The Taft-Hartley Act
Автор: GreggU
Загружено: 2019-12-29
Просмотров: 10611
Описание:
The Labor Management Relations Act (LMRA), also called the Taft-Hartley Act, was passed by Congress as an amendment to the 1935 NLRA. Whereas the NLRA identified a series of employee rights and employer unfair labor practices, the LMRA attempted to rebalance employer and employee rights.
The LMRA included a number of new provisions that limited union and labor rights in the United States. It outlawed several types of union actions that had been used since passage of the Wagner Act. These included jurisdictional strikes, which union members used to push companies to provide them with certain types of jobs. In addition, the law limited union shops, where every employee was required to become a member of the union within a certain time period.

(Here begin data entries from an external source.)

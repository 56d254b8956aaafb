use super::*;
use rust_decimal_macros::dec;
use shared::models::{
    AddPayment, ItemCreate, MenuItemCreate, PrepArea, RecipeComponent, RecipeCreate, StockPolicy,
    TenderType, TicketStatus,
};

use crate::kds::KdsRouter;
use crate::ledger::ItemLocks;
use crate::recipes::RecipeBook;
use crate::tender::TenderEngine;

struct Pos {
    stock: StockEngine,
    recipes: RecipeBook,
    orders: OrderService,
    tender: TenderEngine,
    kds: KdsRouter,
}

fn pos() -> Pos {
    let storage = Storage::open_in_memory().unwrap();
    let stock = StockEngine::new(storage.clone(), ItemLocks::new());
    Pos {
        recipes: RecipeBook::new(storage.clone()),
        orders: OrderService::new(storage.clone(), stock.clone()),
        tender: TenderEngine::new(storage.clone()),
        kds: KdsRouter::new(storage, 30),
        stock,
    }
}

/// Stock item with 100 units in lot L1 and a menu item drawing 2 of it
fn burger(p: &Pos, policy: StockPolicy, on_hand: Decimal) -> (String, MenuItem) {
    let patty = p
        .stock
        .create_item(ItemCreate {
            venue_id: "v1".into(),
            name: "Patty".into(),
            base_unit: Unit::Each,
            reorder_point: Decimal::ZERO,
            reorder_qty: Decimal::ZERO,
            cost: 10,
            stock_policy: Some(policy),
            auto_reorder: false,
        })
        .unwrap();
    if on_hand > Decimal::ZERO {
        p.stock
            .run::<_, StockError, _>(&[patty.id.clone()], |batch| {
                batch.receive(&patty.id, on_hand, 10, Some("L1".into()), None, RefType::PurchaseOrder, "po-1")
            })
            .unwrap();
    }
    p.recipes
        .save_recipe(RecipeCreate {
            id: Some("double".into()),
            venue_id: "v1".into(),
            name: "Double".into(),
            yield_qty: dec!(1),
            components: vec![RecipeComponent::Ingredient {
                item_id: patty.id.clone(),
                qty: dec!(2),
                unit: Unit::Each,
                waste_pct: None,
            }],
        })
        .unwrap();
    let menu = p
        .recipes
        .create_menu_item(MenuItemCreate {
            venue_id: "v1".into(),
            name: "Double burger".into(),
            price: 1250,
            tax_rate_bps: 1800,
            prep_area: PrepArea::Grill,
            recipe_id: Some("double".into()),
        })
        .unwrap();
    (patty.id, menu)
}

fn drink(p: &Pos, price: i64) -> MenuItem {
    p.recipes
        .create_menu_item(MenuItemCreate {
            venue_id: "v1".into(),
            name: "Cola".into(),
            price,
            tax_rate_bps: 0,
            prep_area: PrepArea::Bar,
            recipe_id: None,
        })
        .unwrap()
}

fn new_order(p: &Pos, discount: i64) -> Order {
    let session = p.orders.open_session("v1", "waiter").unwrap();
    p.orders
        .create_order(
            CreateOrder {
                session_id: session.id,
                table_id: Some("t1".into()),
                discount,
            },
            "waiter",
        )
        .unwrap()
}

fn add(p: &Pos, order_id: &str, menu_item_id: &str, qty: u32) -> Order {
    p.orders
        .add_item(
            order_id,
            AddItem {
                menu_item_id: menu_item_id.into(),
                qty,
                seat_no: None,
                course_no: None,
                instructions: None,
            },
        )
        .unwrap()
}

fn cash(amount: i64, key: &str) -> AddPayment {
    AddPayment {
        tender_type: TenderType::Cash,
        amount,
        tip_amount: 0,
        seat_refs: Vec::new(),
        idempotency_key: key.into(),
    }
}

#[test]
fn test_send_consumes_stock_and_routes_ticket() {
    let p = pos();
    let (patty, menu) = burger(&p, StockPolicy::AllowNegative, dec!(100));
    let order = new_order(&p, 0);
    assert_eq!(order.display_id, "ORD-000001");
    add(&p, &order.id, &menu.id, 3);

    let sent = p.orders.send(&order.id).unwrap();
    assert_eq!(sent.status, OrderStatus::Sent);

    let entries = p.stock.ledger().scan(&patty, None).unwrap();
    assert_eq!(entries.len(), 2);
    assert_eq!(entries[1].reason, LedgerReason::Consumption);
    assert_eq!(entries[1].qty_delta, dec!(-6));
    assert_eq!(entries[1].lot_number.as_deref(), Some("L1"));
    assert_eq!(p.stock.get_item(&patty).unwrap().current_stock, dec!(94));

    let tickets = p.kds.tickets_for_order(&order.id).unwrap();
    assert_eq!(tickets.len(), 1);
    assert_eq!(tickets[0].prep_area, PrepArea::Grill);
    let item = &sent.items[0];
    assert_eq!(item.ticket_id.as_deref(), Some(tickets[0].id.as_str()));
    assert!(item.sent_at.unwrap() <= tickets[0].created_at);
}

#[test]
fn test_items_added_after_send_get_a_new_ticket() {
    let p = pos();
    let (_, menu) = burger(&p, StockPolicy::AllowNegative, dec!(100));
    let cola = drink(&p, 300);
    let order = new_order(&p, 0);
    add(&p, &order.id, &menu.id, 1);
    p.orders.send(&order.id).unwrap();

    add(&p, &order.id, &menu.id, 1);
    add(&p, &order.id, &cola.id, 2);
    let sent = p.orders.send(&order.id).unwrap();
    assert_eq!(sent.status, OrderStatus::Sent);
    assert_eq!(p.kds.tickets_for_order(&order.id).unwrap().len(), 3);
    assert!(sent.items.iter().all(|i| i.sent_at.is_some()));

    let err = p.orders.send(&order.id).unwrap_err();
    assert!(matches!(err, OrderError::Empty(_)));
}

#[test]
fn test_totals_use_snapshot_tax_and_discount() {
    let p = pos();
    let (_, menu) = burger(&p, StockPolicy::AllowNegative, dec!(10));
    let cola = drink(&p, 300);
    let order = new_order(&p, 100);
    add(&p, &order.id, &menu.id, 2);
    let order = add(&p, &order.id, &cola.id, 1);

    // 2 × 1250 + 300; tax 18% of 2500
    assert_eq!(order.totals.subtotal, 2800);
    assert_eq!(order.totals.tax, 450);
    assert_eq!(order.totals.discount, 100);
    assert_eq!(order.totals.grand_total, 3150);
    assert_eq!(order.totals.balance, 3150);
}

#[test]
fn test_overflowing_line_is_rejected_and_order_unchanged() {
    let p = pos();
    let magnum = drink(&p, i64::MAX / 2);
    let order = new_order(&p, 0);
    add(&p, &order.id, &magnum.id, 1);

    let err = p
        .orders
        .add_item(
            &order.id,
            AddItem {
                menu_item_id: magnum.id.clone(),
                qty: 3,
                seat_no: None,
                course_no: None,
                instructions: None,
            },
        )
        .unwrap_err();
    assert!(matches!(err, OrderError::AmountOutOfRange(_)));
    assert_eq!(AppError::from(err).code, ErrorCode::ValidationFailed);

    let order = p.orders.get_order(&order.id).unwrap();
    assert_eq!(order.items.len(), 1);
    assert_eq!(order.totals.subtotal, i64::MAX / 2);
}

#[test]
fn test_menu_price_is_bounded() {
    use validator::Validate;

    let mut input = MenuItemCreate {
        venue_id: "v1".into(),
        name: "Cola".into(),
        price: 100_000_000,
        tax_rate_bps: 0,
        prep_area: PrepArea::Bar,
        recipe_id: None,
    };
    assert!(input.validate().is_ok());
    input.price = i64::MAX;
    assert!(input.validate().is_err());
}

#[test]
fn test_menu_added_after_session_open_is_not_orderable() {
    let p = pos();
    let order = new_order(&p, 0);
    let late = drink(&p, 300);
    let err = p
        .orders
        .add_item(
            &order.id,
            AddItem {
                menu_item_id: late.id,
                qty: 1,
                seat_no: None,
                course_no: None,
                instructions: None,
            },
        )
        .unwrap_err();
    assert!(matches!(err, OrderError::NotOnMenu(_)));
}

#[test]
fn test_remove_only_unsent_items() {
    let p = pos();
    let cola = drink(&p, 300);
    let order = new_order(&p, 0);
    let order = add(&p, &order.id, &cola.id, 1);
    let sent_item = order.items[0].id.clone();
    p.orders.send(&order.id).unwrap();

    let order = add(&p, &order.id, &cola.id, 1);
    let unsent_item = order.items[1].id.clone();

    let err = p.orders.remove_item(&order.id, &sent_item).unwrap_err();
    assert!(matches!(err, OrderError::ItemSent(_)));
    let order = p.orders.remove_item(&order.id, &unsent_item).unwrap();
    assert_eq!(order.items.len(), 1);
    assert_eq!(order.totals.grand_total, 300);
}

#[test]
fn test_blocked_stock_rejects_whole_send() {
    let p = pos();
    let (patty, menu) = burger(&p, StockPolicy::Block, dec!(3));
    let cola = drink(&p, 300);
    let order = new_order(&p, 0);
    add(&p, &order.id, &menu.id, 2);
    add(&p, &order.id, &cola.id, 1);

    let err = p.orders.send(&order.id).unwrap_err();
    assert!(matches!(
        err,
        OrderError::Stock(StockError::InsufficientStock { .. })
    ));
    assert_eq!(p.stock.ledger().scan(&patty, None).unwrap().len(), 1);
    assert!(p.kds.tickets_for_order(&order.id).unwrap().is_empty());
    let order = p.orders.get_order(&order.id).unwrap();
    assert_eq!(order.status, OrderStatus::Open);
    assert!(order.items.iter().all(|i| i.sent_at.is_none()));
}

#[test]
fn test_void_reverses_stock_and_withdraws_tickets() {
    let p = pos();
    let (patty, menu) = burger(&p, StockPolicy::AllowNegative, dec!(100));
    let order = new_order(&p, 0);
    add(&p, &order.id, &menu.id, 3);
    p.orders.send(&order.id).unwrap();

    let voided = p
        .orders
        .void(&order.id, VoidOrder { reason: Some("guest left".into()) }, "manager")
        .unwrap();
    assert_eq!(voided.status, OrderStatus::Voided);

    let entries = p.stock.ledger().scan(&patty, None).unwrap();
    assert_eq!(entries.len(), 3);
    assert_eq!(entries[2].reason, LedgerReason::Receipt);
    assert_eq!(entries[2].ref_type, RefType::Void);
    assert_eq!(entries[2].qty_delta, dec!(6));
    assert_eq!(p.stock.get_item(&patty).unwrap().current_stock, dec!(100));

    let tickets = p.kds.tickets_for_order(&order.id).unwrap();
    assert_eq!(tickets[0].status, TicketStatus::Withdrawn);

    let err = p.orders.void(&order.id, VoidOrder::default(), "manager").unwrap_err();
    assert!(matches!(err, OrderError::InvalidState { .. }));
}

#[test]
fn test_void_refused_while_payments_stand() {
    let p = pos();
    let cola = drink(&p, 1000);
    let order = new_order(&p, 0);
    add(&p, &order.id, &cola.id, 1);
    p.orders.send(&order.id).unwrap();
    let (payment, order) = p.tender.add_payment(&order.id, cash(400, "K1"), "waiter").unwrap();
    assert_eq!(order.status, OrderStatus::Partial);

    let err = p.orders.void(&order.id, VoidOrder::default(), "manager").unwrap_err();
    assert!(matches!(err, OrderError::HasPayments(_)));
    let err = p.orders.close(&order.id).unwrap_err();
    assert!(matches!(err, OrderError::NotSettled(_)));

    let (_, order) = p.tender.void_payment(&payment.id).unwrap();
    assert_eq!(order.status, OrderStatus::Sent);
    let order = p.orders.void(&order.id, VoidOrder::default(), "manager").unwrap();
    assert_eq!(order.status, OrderStatus::Voided);
}

#[test]
fn test_close_after_full_payment() {
    let p = pos();
    let cola = drink(&p, 1000);
    let order = new_order(&p, 0);
    add(&p, &order.id, &cola.id, 1);
    p.orders.send(&order.id).unwrap();
    let (_, order) = p.tender.add_payment(&order.id, cash(1000, "K1"), "waiter").unwrap();
    assert_eq!(order.status, OrderStatus::Paid);

    let err = p.orders.add_item(
        &order.id,
        AddItem {
            menu_item_id: cola.id.clone(),
            qty: 1,
            seat_no: None,
            course_no: None,
            instructions: None,
        },
    );
    assert!(matches!(err, Err(OrderError::InvalidState { .. })));

    let closed = p.orders.close(&order.id).unwrap();
    assert_eq!(closed.status, OrderStatus::Closed);
    assert!(closed.closed_at.is_some());
}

Finally, the LMRA provided that supervisors had no right to be protected if they chose to participate in union activities, so if a supervisor participated in unionizing activities, the company was allowed to terminate them. In addition to the limitations on unions and labor, the LMRA created mechanisms for decertifying unions through an election process, and it allowed the states to pass a right-to-work law.
Right-to-work laws work directly against union shops by declaring that every employee in a company has a right to work, even if they choose not to join the union representing the shop. Union shops cannot be set up in states that pass right-to-work laws.